Return all lines from the entries below in which the word "selection" is present.

- _Saved data entries_
#####

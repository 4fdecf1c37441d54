//! Receiver registry with freshness tracking and eviction.
//!
//! Announcements upsert devices keyed by their stable id; entries that stop
//! being re-announced are evicted by the staleness sweep. The registry is the
//! exclusive owner of device records: readers only ever get snapshots.

use std::time::{Duration, Instant};

use parking_lot::RwLock;
use serde::Serialize;

use super::types::DeviceEndpoint;
use crate::protocol_constants::DEFAULT_RECEIVER_PORT;

/// A discovered receiver.
#[derive(Debug, Clone, PartialEq, Eq)]
pub struct Device {
    /// Stable identifier: the announcement's `id` TXT record, falling back to
    /// the mDNS fullname.
    pub id: String,
    pub name: String,
    pub model: Option<String>,
    pub address: String,
    pub port: u16,
    pub last_seen: Instant,
}

/// A device row as exposed to external consumers, annotated with selection.
#[derive(Debug, Clone, PartialEq, Eq, Serialize)]
#[serde(rename_all = "camelCase")]
pub struct DeviceView {
    pub id: String,
    pub name: String,
    #[serde(skip_serializing_if = "Option::is_none")]
    pub model: Option<String>,
    pub address: String,
    pub is_selected: bool,
}

/// A parsed discovery announcement. Fields the announcement omits are
/// inherited from any existing record at registration time.
#[derive(Debug, Clone, Default)]
pub struct DeviceAnnouncement {
    pub id: Option<String>,
    pub fullname: String,
    pub friendly_name: Option<String>,
    pub model: Option<String>,
    pub addresses: Vec<String>,
    pub port: Option<u16>,
}

/// The set of known receivers, ordered by discovery order.
pub struct DeviceRegistry {
    devices: RwLock<Vec<Device>>,
    ttl: Duration,
}

impl DeviceRegistry {
    #[must_use]
    pub fn new(ttl: Duration) -> Self {
        Self {
            devices: RwLock::new(Vec::new()),
            ttl,
        }
    }

    /// Upserts a device from an announcement.
    ///
    /// Returns a snapshot of the registered device, or `None` when the
    /// announcement carries no usable address for a previously unknown device.
    pub fn register(&self, announcement: DeviceAnnouncement, now: Instant) -> Option<Device> {
        let id = announcement
            .id
            .clone()
            .filter(|id| !id.is_empty())
            .unwrap_or_else(|| announcement.fullname.clone());
        if id.is_empty() {
            return None;
        }

        let mut devices = self.devices.write();
        if let Some(existing) = devices.iter_mut().find(|device| device.id == id) {
            if let Some(name) = announcement.friendly_name {
                existing.name = name;
            }
            if let Some(model) = announcement.model {
                existing.model = Some(model);
            }
            if let Some(address) = announcement.addresses.into_iter().next() {
                existing.address = address;
            }
            if let Some(port) = announcement.port.filter(|port| *port != 0) {
                existing.port = port;
            }
            existing.last_seen = now;
            return Some(existing.clone());
        }

        let address = announcement.addresses.into_iter().next()?;
        let device = Device {
            name: announcement
                .friendly_name
                .filter(|name| !name.is_empty())
                .unwrap_or_else(|| id.clone()),
            id,
            model: announcement.model,
            address,
            port: announcement
                .port
                .filter(|port| *port != 0)
                .unwrap_or(DEFAULT_RECEIVER_PORT),
            last_seen: now,
        };
        log::info!(
            "[Discovery] registered receiver '{}' ({}) at {}:{}",
            device.name,
            device.id,
            device.address,
            device.port
        );
        devices.push(device.clone());
        Some(device)
    }

    /// Evicts every device whose last announcement is older than the TTL.
    ///
    /// Returns whether anything was removed, so callers know to notify
    /// observers.
    pub fn purge_stale(&self, now: Instant) -> bool {
        let mut devices = self.devices.write();
        let before = devices.len();
        devices.retain(|device| now.duration_since(device.last_seen) <= self.ttl);
        let removed = before - devices.len();
        if removed > 0 {
            log::info!("[Discovery] evicted {} stale receiver(s)", removed);
        }
        removed > 0
    }

    /// Devices in discovery order, annotated with the current selection.
    #[must_use]
    pub fn list(&self, selected: Option<&str>) -> Vec<DeviceView> {
        self.devices
            .read()
            .iter()
            .map(|device| DeviceView {
                id: device.id.clone(),
                name: device.name.clone(),
                model: device.model.clone(),
                address: device.address.clone(),
                is_selected: Some(device.id.as_str()) == selected,
            })
            .collect()
    }

    /// Connect-time address snapshot for one device.
    #[must_use]
    pub fn endpoint(&self, id: &str) -> Option<DeviceEndpoint> {
        self.devices
            .read()
            .iter()
            .find(|device| device.id == id)
            .map(|device| DeviceEndpoint {
                id: device.id.clone(),
                address: device.address.clone(),
                port: device.port,
            })
    }

    #[must_use]
    pub fn contains(&self, id: &str) -> bool {
        self.devices.read().iter().any(|device| device.id == id)
    }

    #[must_use]
    pub fn is_empty(&self) -> bool {
        self.devices.read().is_empty()
    }

    #[must_use]
    pub fn len(&self) -> usize {
        self.devices.read().len()
    }
}

#[cfg(test)]
mod tests {
    use super::*;

    fn announcement(id: &str, name: &str, address: &str) -> DeviceAnnouncement {
        DeviceAnnouncement {
            id: Some(id.to_string()),
            fullname: format!("{id}._googlecast._tcp.local."),
            friendly_name: Some(name.to_string()),
            model: None,
            addresses: vec![address.to_string()],
            port: None,
        }
    }

    #[test]
    fn registers_device_from_announcement() {
        let registry = DeviceRegistry::new(Duration::from_secs(86_400));
        let now = Instant::now();
        registry
            .register(announcement("r1", "Kitchen", "10.0.0.5"), now)
            .unwrap();

        let listed = registry.list(None);
        assert_eq!(listed.len(), 1);
        assert_eq!(listed[0].name, "Kitchen");
        assert_eq!(listed[0].address, "10.0.0.5");
        assert!(!listed[0].is_selected);
    }

    #[test]
    fn defaults_port_when_announcement_omits_it() {
        let registry = DeviceRegistry::new(Duration::from_secs(86_400));
        registry
            .register(announcement("r1", "Kitchen", "10.0.0.5"), Instant::now())
            .unwrap();
        assert_eq!(registry.endpoint("r1").unwrap().port, DEFAULT_RECEIVER_PORT);
    }

    #[test]
    fn partial_reannouncement_inherits_known_fields() {
        let registry = DeviceRegistry::new(Duration::from_secs(86_400));
        let now = Instant::now();
        let mut first = announcement("r1", "Kitchen", "10.0.0.5");
        first.model = Some("Chromecast Audio".to_string());
        first.port = Some(8010);
        registry.register(first, now).unwrap();

        // Later announcement without name/model/port keeps the known values.
        let bare = DeviceAnnouncement {
            id: Some("r1".to_string()),
            fullname: "r1._googlecast._tcp.local.".to_string(),
            ..Default::default()
        };
        let updated = registry.register(bare, now + Duration::from_secs(60)).unwrap();
        assert_eq!(updated.name, "Kitchen");
        assert_eq!(updated.model.as_deref(), Some("Chromecast Audio"));
        assert_eq!(updated.address, "10.0.0.5");
        assert_eq!(updated.port, 8010);
        assert_eq!(updated.last_seen, now + Duration::from_secs(60));
    }

    #[test]
    fn falls_back_to_fullname_when_id_missing() {
        let registry = DeviceRegistry::new(Duration::from_secs(86_400));
        let ann = DeviceAnnouncement {
            id: None,
            fullname: "living-room._googlecast._tcp.local.".to_string(),
            addresses: vec!["10.0.0.9".to_string()],
            ..Default::default()
        };
        let device = registry.register(ann, Instant::now()).unwrap();
        assert_eq!(device.id, "living-room._googlecast._tcp.local.");
    }

    #[test]
    fn unknown_device_without_address_is_ignored() {
        let registry = DeviceRegistry::new(Duration::from_secs(86_400));
        let ann = DeviceAnnouncement {
            id: Some("r1".to_string()),
            fullname: "r1._googlecast._tcp.local.".to_string(),
            ..Default::default()
        };
        assert!(registry.register(ann, Instant::now()).is_none());
        assert!(registry.is_empty());
    }

    #[test]
    fn stale_devices_are_evicted_after_ttl() {
        let ttl = Duration::from_secs(86_400);
        let registry = DeviceRegistry::new(ttl);
        let now = Instant::now();
        registry
            .register(announcement("r1", "Kitchen", "10.0.0.5"), now)
            .unwrap();
        registry
            .register(announcement("r2", "Bedroom", "10.0.0.6"), now)
            .unwrap();

        // Only r2 gets re-announced before the TTL expires.
        let later = now + ttl - Duration::from_secs(60);
        registry
            .register(announcement("r2", "Bedroom", "10.0.0.6"), later)
            .unwrap();

        let removed = registry.purge_stale(now + ttl + Duration::from_secs(1));
        assert!(removed);
        let listed = registry.list(None);
        assert_eq!(listed.len(), 1);
        assert_eq!(listed[0].id, "r2");

        // Nothing more to purge: the report flips to false.
        assert!(!registry.purge_stale(now + ttl + Duration::from_secs(2)));
    }

    #[test]
    fn reannouncement_keeps_id_and_discovery_order() {
        let registry = DeviceRegistry::new(Duration::from_secs(86_400));
        let now = Instant::now();
        registry
            .register(announcement("r1", "Kitchen", "10.0.0.5"), now)
            .unwrap();
        registry
            .register(announcement("r2", "Bedroom", "10.0.0.6"), now)
            .unwrap();
        registry
            .register(
                announcement("r1", "Kitchen Display", "10.0.0.5"),
                now + Duration::from_secs(5),
            )
            .unwrap();

        let listed = registry.list(Some("r2"));
        assert_eq!(listed.len(), 2);
        assert_eq!(listed[0].id, "r1");
        assert_eq!(listed[0].name, "Kitchen Display");
        assert!(!listed[0].is_selected);
        assert!(listed[1].is_selected);
    }
}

#####

- _Result for this task_
/// A device row as exposed to external consumers, annotated with selection.
    /// Devices in discovery order, annotated with the current selection.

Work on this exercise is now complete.